April 8, 2013: After visiting the KIC, WPK CC Secretary Kim Yang Gon announces that “The DPRK will withdraw all its employees” and “temporarily suspend the operations in the zone and examine the issue of whether it will allow its existence or close it as the south Korean authorities and military warmongers seek to turn it into a hotbed of confrontation.”
April 9, 2013: None of the KIC’s 53,000 North Korean employees turn up for work.
April 9, 2013: The North’s Korea Asia-Pacific Peace Committee (KAPPC) warns that “the situation on the Korean Peninsula is inching close to a thermonuclear war.” Since “it does not want to see foreigners in south Korea fall victim,” it “informs all foreign institutions and enterprises and foreigners including tourists in Seoul and all other parts of south Korea that they are requested to take measures for shelter and evacuation in advance for their safety.”
April 25, 2013: The DPRK marks Army Day with a parade, not in downtown Pyongyang but at the Kumsusan Palace mausoleum east of the capital. Air Force Commander Ri Pyong Chol thunders that “Stalwart pilots, once given a sortie order, will load nuclear bombs, instead of fuel for return, and storm enemy strongholds to blow them up.” Strategic Rocket Force Commander Kim Rak Gyom adds that “the DPRK’s inter-continental ballistic missiles have already set the dens of the brigandish U.S. imperialists as their first target and officers and men of the Strategic Rocket Force are one click away from pushing the launch button.”

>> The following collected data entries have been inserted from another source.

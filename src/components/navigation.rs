use crate::state::use_app_state;
use crate::Screen;
use dioxus::prelude::*;
use dioxus_i18n::t;

const TAB_STYLE: &str = "flex: 1; padding: 12px; margin: 0 5px; border: none; border-radius: 8px; cursor: pointer; font-size: 14px; text-align: center;";

fn tab_style(active: bool) -> String {
    if active {
        format!("{} background: #111111; color: #ffffff;", TAB_STYLE)
    } else {
        format!("{} background: #ffffff; color: #333;", TAB_STYLE)
    }
}

#[component]
pub fn NavigationBar(current_screen: Screen, on_navigate: EventHandler<Screen>) -> Element {
    let state = use_app_state();
    let nav_style = "display: flex; justify-content: space-around; padding: 10px; background: #f0f0f0; border-top: 1px solid #ddd;";

    let in_wizard = current_screen.is_wizard();
    let in_admin = matches!(current_screen, Screen::Admin | Screen::ProductForm(_));

    rsx! {
        div {
            style: "{nav_style}",

            button {
                style: tab_style(in_wizard),
                onclick: move |_| on_navigate.call(Screen::Home),
                "👗 "
                {t!("nav-try-on")}
            }

            if state.is_admin() {
                button {
                    style: tab_style(in_admin),
                    onclick: move |_| on_navigate.call(Screen::Admin),
                    "🗂️ "
                    {t!("nav-admin")}
                }
            }

            button {
                style: tab_style(matches!(current_screen, Screen::Account)),
                onclick: move |_| on_navigate.call(Screen::Account),
                "👤 "
                {t!("nav-account")}
            }
        }
    }
}
use crate::error::AppError;
use crate::models::ProductCategory;
use rusqlite::Row;
use serde::{Deserialize, Serialize};
use tryon_client::{ProductChanges, ProductPayload, RemoteProduct};

#[derive(Debug, Clone, Serialize, Deserialize, PartialEq)]
pub struct Product {
    pub id: String,
    /// Store-generated identity of older documents, kept for compatibility reads only
    pub legacy_id: Option<String>,
    pub category: ProductCategory,
    pub name: String,
    pub price: f64,
    /// URL, data URL or path relative to the app data directory
    pub image: String,
    pub description: String,
    /// Owning admin
    pub email: String,
}

impl Product {
    /// True if `other` refers to the same product under either identity field
    pub fn same_identity(&self, other: &Product) -> bool {
        if !self.id.is_empty() && self.id == other.id {
            return true;
        }
        matches!(
            (&self.legacy_id, &other.legacy_id),
            (Some(a), Some(b)) if a == b
        )
    }

    pub fn is_owned_by(&self, email: &str) -> bool {
        !email.trim().is_empty() && self.email == email.trim()
    }
}

impl<'r> TryFrom<&Row<'r>> for Product {
    type Error = rusqlite::Error;

    fn try_from(row: &Row<'r>) -> Result<Self, Self::Error> {
        let category_str: String = row.get(2)?;
        let category = category_str.parse().map_err(|e: AppError| {
            rusqlite::Error::FromSqlConversionFailure(
                2,
                rusqlite::types::Type::Text,
                e.to_string().into(),
            )
        })?;

        Ok(Product {
            id: row.get(0)?,
            legacy_id: row.get(1)?,
            category,
            name: row.get(3)?,
            price: row.get(4)?,
            image: row.get(5)?,
            description: row.get(6)?,
            email: row.get(7)?,
        })
    }
}

/// Normalizes the two identity fields of the remote collection into `id`
impl TryFrom<RemoteProduct> for Product {
    type Error = AppError;

    fn try_from(remote: RemoteProduct) -> Result<Self, Self::Error> {
        let id = remote
            .identity()
            .ok_or_else(|| AppError::Validation(format!("Product '{}' has no id", remote.name)))?
            .to_string();
        let category = remote.category.parse()?;
        let legacy_id = remote.legacy_id.filter(|legacy| legacy != &id && !legacy.is_empty());

        Ok(Product {
            id,
            legacy_id,
            category,
            name: remote.name,
            price: remote.price,
            image: remote.image,
            description: remote.description,
            email: remote.email,
        })
    }
}

/// Data entered in the product form for a new product
#[derive(Debug, Clone, PartialEq, Default)]
pub struct ProductInput {
    pub category: Option<ProductCategory>,
    pub name: String,
    pub price: f64,
    pub image: String,
    pub description: String,
}

impl ProductInput {
    /// Name and category are required
    pub fn validate(&self) -> Result<ProductCategory, AppError> {
        validate_name(&self.name)?;
        validate_price(self.price)?;
        self.category
            .ok_or_else(|| AppError::Validation("Category is required".to_string()))
    }

    pub fn to_payload(&self, owner_email: &str) -> Result<ProductPayload, AppError> {
        let category = self.validate()?;
        Ok(ProductPayload {
            category: category.to_string(),
            name: self.name.trim().to_string(),
            price: self.price,
            image: self.image.trim().to_string(),
            description: self.description.trim().to_string(),
            email: owner_email.to_string(),
        })
    }
}

/// Partial update of a product; `None` leaves the field as it is
#[derive(Debug, Clone, PartialEq, Default)]
pub struct ProductPatch {
    pub category: Option<ProductCategory>,
    pub name: Option<String>,
    pub price: Option<f64>,
    pub image: Option<String>,
    pub description: Option<String>,
}

impl ProductPatch {
    pub fn is_empty(&self) -> bool {
        self.category.is_none()
            && self.name.is_none()
            && self.price.is_none()
            && self.image.is_none()
            && self.description.is_none()
    }

    pub fn validate(&self) -> Result<(), AppError> {
        if let Some(name) = &self.name {
            validate_name(name)?;
        }
        if let Some(price) = self.price {
            validate_price(price)?;
        }
        Ok(())
    }

    /// Drops every field that already has the requested value
    pub fn without_unchanged(&self, current: &Product) -> ProductPatch {
        ProductPatch {
            category: self.category.filter(|c| c != &current.category),
            name: self.name.clone().filter(|n| n != &current.name),
            price: self.price.filter(|p| *p != current.price),
            image: self.image.clone().filter(|i| i != &current.image),
            description: self
                .description
                .clone()
                .filter(|d| d != &current.description),
        }
    }

    pub fn apply_to(&self, product: &mut Product) {
        if let Some(category) = self.category {
            product.category = category;
        }
        if let Some(name) = &self.name {
            product.name = name.clone();
        }
        if let Some(price) = self.price {
            product.price = price;
        }
        if let Some(image) = &self.image {
            product.image = image.clone();
        }
        if let Some(description) = &self.description {
            product.description = description.clone();
        }
    }

    pub fn to_changes(&self) -> ProductChanges {
        ProductChanges {
            category: self.category.map(|c| c.to_string()),
            name: self.name.clone(),
            price: self.price,
            image: self.image.clone(),
            description: self.description.clone(),
        }
    }
}

fn validate_name(name: &str) -> Result<(), AppError> {
    if name.trim().is_empty() {
        return Err(AppError::Validation("Name must not be empty".to_string()));
    }
    if name.len() > 200 {
        return Err(AppError::Validation(
            "Name must not exceed 200 characters".to_string(),
        ));
    }
    Ok(())
}

fn validate_price(price: f64) -> Result<(), AppError> {
    if !price.is_finite() || price < 0.0 {
        return Err(AppError::Validation(
            "Price must be a positive number".to_string(),
        ));
    }
    Ok(())
}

April 26, 2013: After the DPRK rejects a final deadline to commence negotiations, the ROK government tells its citizens still in the KIC to return home.
April 29, 2013: Citing sources in Pyongyang, the Seoul-based DailyNK claims that before his death Kim Jong Il worried that the KIC would stir pro-South feelings and told his son and heir Kim Jong Un: “You must move decisively to close it as soon as you see a chance.”
April 30, 2013: 43 Southern managers return from the KIC in the early hours. Seven remain, to sort out unpaid wages and taxes. Seoul denies that this is in any way a hostage situation.
April 30, 2013: Unification Minister Ryoo says: “Our offer for dialogue still stands … but North Korea must abandon its trite behavior. If they act like this, who will invest in the North?”